[[ RECORDS FOR THIS EXERCISE, beginning ]]
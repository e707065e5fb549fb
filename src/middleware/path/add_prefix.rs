use std::sync::Arc;

use async_trait::async_trait;
use hyper::{Request, StatusCode};
use tracing::{debug, warn};

use super::{ensure_leading_slash, set_path};
use crate::dynamic::AddPrefixConfig;
use crate::middleware::error::BuildError;
use crate::middleware::handler::{Body, BoxHandler, Handler};
use crate::middleware::writer::{write_status, ResponseWriter};

/// 요청 경로 앞에 접두사를 붙입니다.
pub struct AddPrefix {
    next: BoxHandler,
    prefix: String,
    name: String,
}

pub fn new(next: BoxHandler, config: &AddPrefixConfig, name: &str) -> Result<BoxHandler, BuildError> {
    debug!(middleware = %name, kind = "addPrefix", "미들웨어 생성");

    if config.prefix.is_empty() {
        return Err(BuildError::invalid(name, "prefix cannot be empty"));
    }

    Ok(Arc::new(AddPrefix {
        next,
        prefix: config.prefix.clone(),
        name: name.to_string(),
    }))
}

#[async_trait]
impl Handler for AddPrefix {
    async fn serve(&self, w: &mut dyn ResponseWriter, mut req: Request<Body>) {
        let path = ensure_leading_slash(&format!("{}{}", self.prefix, req.uri().path()));

        if let Err(e) = set_path(&mut req, &path) {
            warn!(middleware = %self.name, error = %e, "경로 변경 실패");
            write_status(w, StatusCode::BAD_REQUEST).await;
            return;
        }
        self.next.serve(w, req).await;
    }
}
[[ RECORDS FOR THIS EXERCISE, end ]]
→ YOUR ASSIGNMENT
Search the data above and return each line in which "serve" occurs.

→ RESPONSE AREA
    async fn serve(&self, w: &mut dyn ResponseWriter, mut req: Request<Body>) {
        self.next.serve(w, req).await;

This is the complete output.